CAIRO—A translation house affiliated with the Egyptian government has set off new fears about freedom of thought and expression in Egypt by setting strict new guidelines for the books it will accept for translation into Arabic.
The National Center for Translation, a nonprofit state-run organization, announced the new conditions last month, stating that books proposed for translation “should not oppose religion, social values, morals and customs.”
The guidelines apply only to what the center itself will accept for translation, but they are expected to have a broader effect, both in the number and scope of translated books and in the decisions of private, for-profit publishers.
The new guidelines come as a result of “the center’s getting proposals to translate books that insult religious symbols and institutions,” as well as works “that promote homosexuality, perversion and atheism,” the center said in a statement that was posted on its Facebook page but later removed.

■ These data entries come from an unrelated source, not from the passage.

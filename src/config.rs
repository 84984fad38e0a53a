//! Rule options and thresholds
//!
//! Every option is a named, always-present field. The defaults are the
//! standard game: corner capture on, diagonal capture off, a side with two
//! or fewer pieces loses, a lead of three pieces wins, third repetition or
//! sixty quiet half-moves is a draw.

/// Capture toggles, victory thresholds and draw thresholds.
#[derive(Debug, Clone, Copy, PartialEq, Eq)]
pub struct RulesConfig {
    /// Also scan the four diagonals from the destination when capturing.
    pub diagonal_capture: bool,
    /// Capture a lone opposing corner piece flanked on both orthogonal sides.
    pub corner_capture: bool,
    /// A side holding this many pieces or fewer has lost.
    pub min_pieces: u32,
    /// A piece-count lead of at least this much wins.
    pub winning_margin: u32,
    /// Occurrences of the same position (after a move) that end in a draw.
    pub repetition_limit: u32,
    /// Consecutive half-moves without a capture that end in a draw.
    pub quiet_move_limit: u32,
}

impl Default for RulesConfig {
    fn default() -> Self {
        Self {
            diagonal_capture: false,
            corner_capture: true,
            min_pieces: 2,
            winning_margin: 3,
            repetition_limit: 3,
            quiet_move_limit: 60,
        }
    }
}

impl RulesConfig {
    #[must_use]
    pub fn with_diagonal_capture(mut self, enabled: bool) -> Self {
        self.diagonal_capture = enabled;
        self
    }

    #[must_use]
    pub fn with_corner_capture(mut self, enabled: bool) -> Self {
        self.corner_capture = enabled;
        self
    }
}
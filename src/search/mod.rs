//! Search module for the Hasami Shogi AI
//!
//! Contains:
//! - Zobrist hashing for position identification
//! - Transposition cache with bound-typed entries
//! - Move ordering (captures, then centre)
//! - Minimax and alpha-beta search

pub mod alphabeta;
pub mod ordering;
pub mod tt;
pub mod zobrist;

pub use alphabeta::{Algorithm, RootResult, SearchStats, Searcher};
pub use ordering::{move_score, order_moves};
pub use tt::{shared_cache, CacheKey, EntryType, SharedCache, TranspositionCache, DEFAULT_CAPACITY};
pub use zobrist::{position_key, ZobristTable, ZOBRIST};
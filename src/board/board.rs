//! Board value: two bitboards, one per side

use std::fmt;
use std::str::FromStr;

use super::bitboard::Bitboard;
use super::{Pos, Side, BOARD_SIZE, TOTAL_CELLS};
use crate::error::HasamiError;

/// A 9x9 board. `Copy`, so every simulated move works on a fresh value and
/// never touches the caller's board.
#[derive(Debug, Clone, Copy, PartialEq, Eq, Hash, Default)]
pub struct Board {
    /// Black pieces bitboard
    pub black: Bitboard,
    /// White pieces bitboard
    pub white: Bitboard,
}

impl Board {
    /// Empty board
    pub fn new() -> Self {
        Self {
            black: Bitboard::new(),
            white: Bitboard::new(),
        }
    }

    /// Starting position: row 0 all black, row 8 all white.
    pub fn initial() -> Self {
        Self {
            black: Bitboard::full_row(0),
            white: Bitboard::full_row(BOARD_SIZE - 1),
        }
    }

    /// Build a board from a numeric grid (0 empty, 1 black, 2 white).
    ///
    /// Fails with [`HasamiError::MalformedBoard`] unless the grid is exactly
    /// 9 rows of 9 cells, each in `0..=2`.
    pub fn from_rows<R: AsRef<[u8]>>(rows: &[R]) -> Result<Self, HasamiError> {
        if rows.len() != BOARD_SIZE {
            return Err(HasamiError::MalformedBoard(format!(
                "expected {BOARD_SIZE} rows, found {}",
                rows.len()
            )));
        }
        let mut board = Board::new();
        for (r, row) in rows.iter().enumerate() {
            let row = row.as_ref();
            if row.len() != BOARD_SIZE {
                return Err(HasamiError::MalformedBoard(format!(
                    "row {r} has {} cells, expected {BOARD_SIZE}",
                    row.len()
                )));
            }
            for (c, &cell) in row.iter().enumerate() {
                let pos = Pos::new(r as u8, c as u8);
                match cell {
                    0 => {}
                    1 => board.place(pos, Side::Black),
                    2 => board.place(pos, Side::White),
                    other => {
                        return Err(HasamiError::MalformedBoard(format!(
                            "invalid cell value {other} at {pos}"
                        )))
                    }
                }
            }
        }
        Ok(board)
    }

    /// Get piece at position. `None` for off-board positions.
    #[inline]
    pub fn get(&self, pos: Pos) -> Option<Side> {
        if !pos.is_on_board() {
            None
        } else if self.black.get(pos) {
            Some(Side::Black)
        } else if self.white.get(pos) {
            Some(Side::White)
        } else {
            None
        }
    }

    #[inline]
    pub fn is_empty(&self, pos: Pos) -> bool {
        pos.is_on_board() && !self.black.get(pos) && !self.white.get(pos)
    }

    /// Put a piece on a cell, replacing whatever was there. Off-board
    /// positions are ignored.
    #[inline]
    pub fn place(&mut self, pos: Pos, side: Side) {
        if !pos.is_on_board() {
            return;
        }
        self.remove(pos);
        self.pieces_mut(side).set(pos);
    }

    #[inline]
    pub fn remove(&mut self, pos: Pos) {
        if !pos.is_on_board() {
            return;
        }
        self.black.clear(pos);
        self.white.clear(pos);
    }

    #[inline]
    pub fn pieces(&self, side: Side) -> Bitboard {
        match side {
            Side::Black => self.black,
            Side::White => self.white,
        }
    }

    #[inline]
    fn pieces_mut(&mut self, side: Side) -> &mut Bitboard {
        match side {
            Side::Black => &mut self.black,
            Side::White => &mut self.white,
        }
    }

    #[inline]
    pub fn count(&self, side: Side) -> u32 {
        self.pieces(side).count()
    }

    /// Total pieces on board
    #[inline]
    pub fn piece_count(&self) -> u32 {
        self.black.count() + self.white.count()
    }

    #[inline]
    pub fn empty_count(&self) -> u32 {
        TOTAL_CELLS as u32 - self.piece_count()
    }
}

impl fmt::Display for Board {
    fn fmt(&self, f: &mut fmt::Formatter<'_>) -> fmt::Result {
        for r in 0..BOARD_SIZE {
            for c in 0..BOARD_SIZE {
                let ch = match self.get(Pos::new(r as u8, c as u8)) {
                    Some(Side::Black) => 'b',
                    Some(Side::White) => 'w',
                    None => '.',
                };
                write!(f, "{ch}")?;
            }
            writeln!(f)?;
        }
        Ok(())
    }
}

/// Parses the diagram printed by `Display`: nine lines of nine cells, `.`
/// for empty, `b` for black, `w` for white. Blank lines and surrounding
/// whitespace are ignored.
impl FromStr for Board {
    type Err = HasamiError;

    fn from_str(s: &str) -> Result<Self, Self::Err> {
        let rows = s
            .lines()
            .map(str::trim)
            .filter(|line| !line.is_empty())
            .map(|line| {
                line.chars()
                    .map(|ch| match ch {
                        '.' => Ok(0u8),
                        'b' | 'B' => Ok(1),
                        'w' | 'W' => Ok(2),
                        other => Err(HasamiError::MalformedBoard(format!(
                            "unexpected character {other:?}"
                        ))),
                    })
                    .collect::<Result<Vec<u8>, _>>()
            })
            .collect::<Result<Vec<_>, _>>()?;
        Board::from_rows(&rows)
    }
}
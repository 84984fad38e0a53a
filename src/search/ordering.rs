//! Move ordering heuristics
//!
//! Moves that capture more come first, then moves landing in the central
//! zone. Ordering only changes how early alpha-beta can prune, never the
//! value it returns.

use std::cmp::Reverse;

use crate::board::{Board, Move, Side};
use crate::config::RulesConfig;
use crate::rules::count_captures;

/// Sort key of a move: (pieces captured if played, lands centrally).
#[inline]
pub fn move_score(board: &Board, mv: Move, side: Side, rules: &RulesConfig) -> (u32, bool) {
    (count_captures(board, mv, side, rules), mv.to.is_central())
}

/// Stable sort by descending [`move_score`]; ties keep generation order.
pub fn order_moves(board: &Board, moves: &mut [Move], side: Side, rules: &RulesConfig) {
    moves.sort_by_cached_key(|&mv| Reverse(move_score(board, mv, side, rules)));
}

#[cfg(test)]
mod tests {
    use super::*;
    use crate::board::Pos;
    use crate::rules::all_legal_moves;

    #[test]
    fn test_capture_first_then_centre() {
        let mut board = Board::new();
        board.place(Pos::new(3, 3), Side::Black);
        board.place(Pos::new(3, 4), Side::White);
        board.place(Pos::new(8, 5), Side::Black);
        board.place(Pos::new(0, 8), Side::White);
        let rules = RulesConfig::default();

        let mut moves = all_legal_moves(&board, Side::Black);
        order_moves(&board, &mut moves, Side::Black, &rules);

        assert_eq!(moves[0], Move::new(Pos::new(8, 5), Pos::new(3, 5)));
        let first_quiet = moves
            .iter()
            .position(|&m| move_score(&board, m, Side::Black, &rules).0 == 0)
            .unwrap();
        // Every central quiet move precedes every non-central one
        let tail = &moves[first_quiet..];
        let first_edge = tail.iter().position(|m| !m.to.is_central()).unwrap();
        assert!(tail[first_edge..].iter().all(|m| !m.to.is_central()));
    }

    #[test]
    fn test_ordering_is_a_permutation() {
        let board = Board::initial();
        let rules = RulesConfig::default();
        let original = all_legal_moves(&board, Side::White);
        let mut ordered = original.clone();
        order_moves(&board, &mut ordered, Side::White, &rules);

        let mut a = original;
        let mut b = ordered;
        a.sort();
        b.sort();
        assert_eq!(a, b);
    }
}
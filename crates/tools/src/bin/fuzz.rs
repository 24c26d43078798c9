use anyhow::{Result, bail, ensure};
use clap::Parser;
use race_core::state::AGENT_PLAYER_ID;
use race_core::sync::MemoryChannel;
use race_core::{Direction, GameState, Session, SessionConfig};
use rand_chacha::{
    ChaCha8Rng,
    rand_core::{Rng, SeedableRng},
};
use std::io;
use std::time::Duration;
use tracing::{error, info};
use tracing_subscriber::EnvFilter;

#[derive(Parser)]
#[command(author, version, about, long_about = None)]
struct Args {
    #[arg(short, long, default_value_t = 42)]
    seed: u64,
    #[arg(short = 'n', long, default_value_t = 5000)]
    steps: u32,
    #[arg(long, default_value_t = 12)]
    width: usize,
    #[arg(long, default_value_t = 12)]
    height: usize,
}

fn choose<T: Copy>(rng: &mut ChaCha8Rng, slice: &[T]) -> T {
    let p = rng.next_u64() as usize % slice.len();
    slice[p]
}

fn check_state(label: &str, state: &GameState) -> Result<()> {
    let maze = state.maze();
    for cell in maze.cells() {
        for direction in Direction::ALL {
            let neighbor = cell.pos.step(direction);
            if maze.in_bounds(neighbor) {
                ensure!(
                    maze.has_wall(cell.pos, direction)
                        == maze.has_wall(neighbor, direction.opposite()),
                    "{label}: wall between {} and {neighbor} is one-sided",
                    cell.pos
                );
            }
        }
    }
    for player in state.players() {
        ensure!(maze.in_bounds(player.pos), "{label}: player {} left the grid", player.id);
    }
    if let Some(winner) = state.winner() {
        let pos = state.player(winner).map(|player| player.pos);
        ensure!(state.is_finished(), "{label}: winner recorded while still playing");
        ensure!(
            pos.is_some_and(|pos| maze.is_exit(pos)),
            "{label}: winner {winner} is not on the exit"
        );
    }
    Ok(())
}

fn check_step(before: &GameState, host: &GameState, guest: &GameState) -> Result<()> {
    check_state("host", host)?;
    check_state("guest", guest)?;
    ensure!(host.maze() == before.maze(), "host maze changed mid-race");
    ensure!(host.revision() >= before.revision(), "host revision went backwards");
    if before.is_finished() {
        ensure!(host == before, "host state changed after the race finished");
    }
    Ok(())
}

fn main() -> Result<()> {
    tracing_subscriber::fmt()
        .with_env_filter(
            EnvFilter::try_from_default_env().unwrap_or_else(|_| EnvFilter::new("info")),
        )
        .with_writer(io::stderr)
        .init();
    let args = Args::parse();

    println!("Starting Fuzz harness on seed {} for max {} steps...", args.seed, args.steps);
    let host_config = SessionConfig {
        width: args.width,
        height: args.height,
        agent_tick_ms: 50,
        ..SessionConfig::default()
    };
    let guest_config = SessionConfig {
        local_player: AGENT_PLAYER_ID.to_string(),
        agent_enabled: false,
        ..host_config.clone()
    };
    host_config.validate()?;

    let (host_end, guest_end) = MemoryChannel::pair();
    let mut host = Session::new(&host_config, args.seed, host_end)?;
    let mut guest = Session::new(&guest_config, args.seed, guest_end)?;
    let mut rng = ChaCha8Rng::seed_from_u64(args.seed);
    let frame_times = [0, 10, 16, 33, 50, 120];

    let mut step = 0;
    while step < args.steps {
        let before = host.state().clone();

        host.press(choose(&mut rng, &Direction::ALL));
        guest.press(choose(&mut rng, &Direction::ALL));
        host.advance_time(Duration::from_millis(choose(&mut rng, &frame_times)));
        if rng.next_u64() % 50 == 0 {
            host.publish_snapshot();
        }
        host.pump();
        guest.pump();
        step += 1;

        // Assert invariants
        if let Err(err) = check_step(&before, host.state(), guest.state()) {
            error!(seed = args.seed, step, error = %err, "invariant violated");
            return Err(err);
        }
        if before.is_finished() && host.clock().is_running() {
            error!(seed = args.seed, step, "agent clock still running after finish");
            bail!("agent clock still running after finish");
        }

        if host.state().is_finished() && guest.state().is_finished() {
            break;
        }
    }

    match host.state().winner() {
        Some(winner) => println!("Player {winner} won after {step} steps"),
        None => println!("No winner after {step} steps"),
    }
    println!("Snapshot Hash: 0x{:016x}", host.state().snapshot_hash());
    info!(seed = args.seed, steps = step, revision = host.state().revision(), "fuzz run clean");
    println!("Fuzzing completed successfully.");
    Ok(())
}
//! The injected transport seam and the two in-process implementations.

use std::sync::mpsc::{self, Receiver, Sender, TryRecvError};

use tracing::debug;

use crate::error::SyncError;

use super::event::SyncEvent;

/// What a channel hands back on each poll.
#[derive(Debug)]
pub enum Inbound {
    Connected,
    Disconnected,
    Event(SyncEvent),
    Malformed(SyncError),
}

/// Bidirectional peer transport.
///
/// Publication is fire-and-forget: no acknowledgement, retry or backpressure.
pub trait SyncChannel {
    fn publish(&mut self, event: &SyncEvent);

    /// Everything that arrived since the previous poll, in arrival order.
    fn poll(&mut self) -> Vec<Inbound>;

    /// Releases the transport. Later publishes are dropped and polls return nothing.
    fn teardown(&mut self);
}

/// Single-player transport: never connects, drops every publish.
#[derive(Debug, Default)]
pub struct OfflineChannel;

impl SyncChannel for OfflineChannel {
    fn publish(&mut self, event: &SyncEvent) {
        debug!(event = event.kind(), "offline, dropping outbound event");
    }

    fn poll(&mut self) -> Vec<Inbound> {
        Vec::new()
    }

    fn teardown(&mut self) {}
}

/// One end of an in-memory duplex link carrying encoded frames.
pub struct MemoryChannel {
    outbound: Option<Sender<String>>,
    inbound: Option<Receiver<String>>,
    announced: bool,
}

impl MemoryChannel {
    pub fn pair() -> (Self, Self) {
        let (left_tx, right_rx) = mpsc::channel();
        let (right_tx, left_rx) = mpsc::channel();
        (Self::new(left_tx, left_rx), Self::new(right_tx, right_rx))
    }

    fn new(outbound: Sender<String>, inbound: Receiver<String>) -> Self {
        Self { outbound: Some(outbound), inbound: Some(inbound), announced: false }
    }

    /// Pushes a raw frame, bypassing the encoder.
    pub fn send_raw(&mut self, frame: impl Into<String>) {
        if let Some(sender) = &self.outbound
            && sender.send(frame.into()).is_err()
        {
            debug!("peer gone, dropping raw frame");
        }
    }
}

impl SyncChannel for MemoryChannel {
    fn publish(&mut self, event: &SyncEvent) {
        let Some(sender) = &self.outbound else {
            return;
        };
        match event.encode() {
            Ok(frame) => {
                if sender.send(frame).is_err() {
                    debug!(event = event.kind(), "peer gone, dropping outbound event");
                }
            }
            Err(err) => debug!(%err, "dropping unencodable event"),
        }
    }

    fn poll(&mut self) -> Vec<Inbound> {
        let Some(receiver) = &self.inbound else {
            return Vec::new();
        };

        let mut received = Vec::new();
        if !self.announced {
            self.announced = true;
            received.push(Inbound::Connected);
        }

        loop {
            match receiver.try_recv() {
                Ok(frame) => received.push(match SyncEvent::decode(&frame) {
                    Ok(event) => Inbound::Event(event),
                    Err(err) => Inbound::Malformed(err),
                }),
                Err(TryRecvError::Empty) => break,
                Err(TryRecvError::Disconnected) => {
                    received.push(Inbound::Disconnected);
                    self.inbound = None;
                    self.outbound = None;
                    break;
                }
            }
        }
        received
    }

    fn teardown(&mut self) {
        self.outbound = None;
        self.inbound = None;
    }
}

The center announced numerous other conditions on works it will accept for translation. Among them: Books must be recent publications no more than five years old, must be translated from the original language and not from an intermediate language, and must range from 60 to 500 pages in length, though heritage books, encyclopedias or dictionaries may be excluded from this condition.
The center said it created the guidelines with the aim of “presenting what is new and urging the proposers to follow the cultural scene and select valuable works.”
Removing the statement from Facebook does not represent a reversal of the new guidelines, said Engy Al-Anwar, a media official at the National Center for Translation, who explained in a phone call that the post was deleted because of the many critical comments it drew and out of “decency” to followers of the center’s page.
Al-Anwar described the criticism as a “strange and unjustified attack.”
The head of the center declined to comment beyond what the statement said.
Created for Sharing Knowledge
The National Center for Translation was established in 2006 as a nonprofit government agency whose aim is to open windows for Arabic readers to knowledge in all languages and cultures, and to fill the knowledge gaps. Within years, it became one of the most famous translation houses in the Arab world due to the diversity of translations it provides, in terms of topics and languages it translated from.